* _YOUR TASK_
Restate all entries exactly.
"""
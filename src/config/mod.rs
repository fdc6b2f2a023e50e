//! Configuration management for the client
//!
//! This module handles loading client settings from defaults, a TOML file
//! and environment variables.

pub mod loader;
pub mod settings;

pub use loader::{ConfigLoader, default_config_path};
pub use settings::Settings;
"""
* _OUTPUT OF THE TASK_
filename src/config/mod.rs
repository fdc6b2f2a023e50e
//! Configuration management for the client
//!
//! This module handles loading client settings from defaults, a TOML file
//! and environment variables.

pub mod loader;
pub mod settings;

pub use loader::{ConfigLoader, default_config_path};
pub use settings::Settings;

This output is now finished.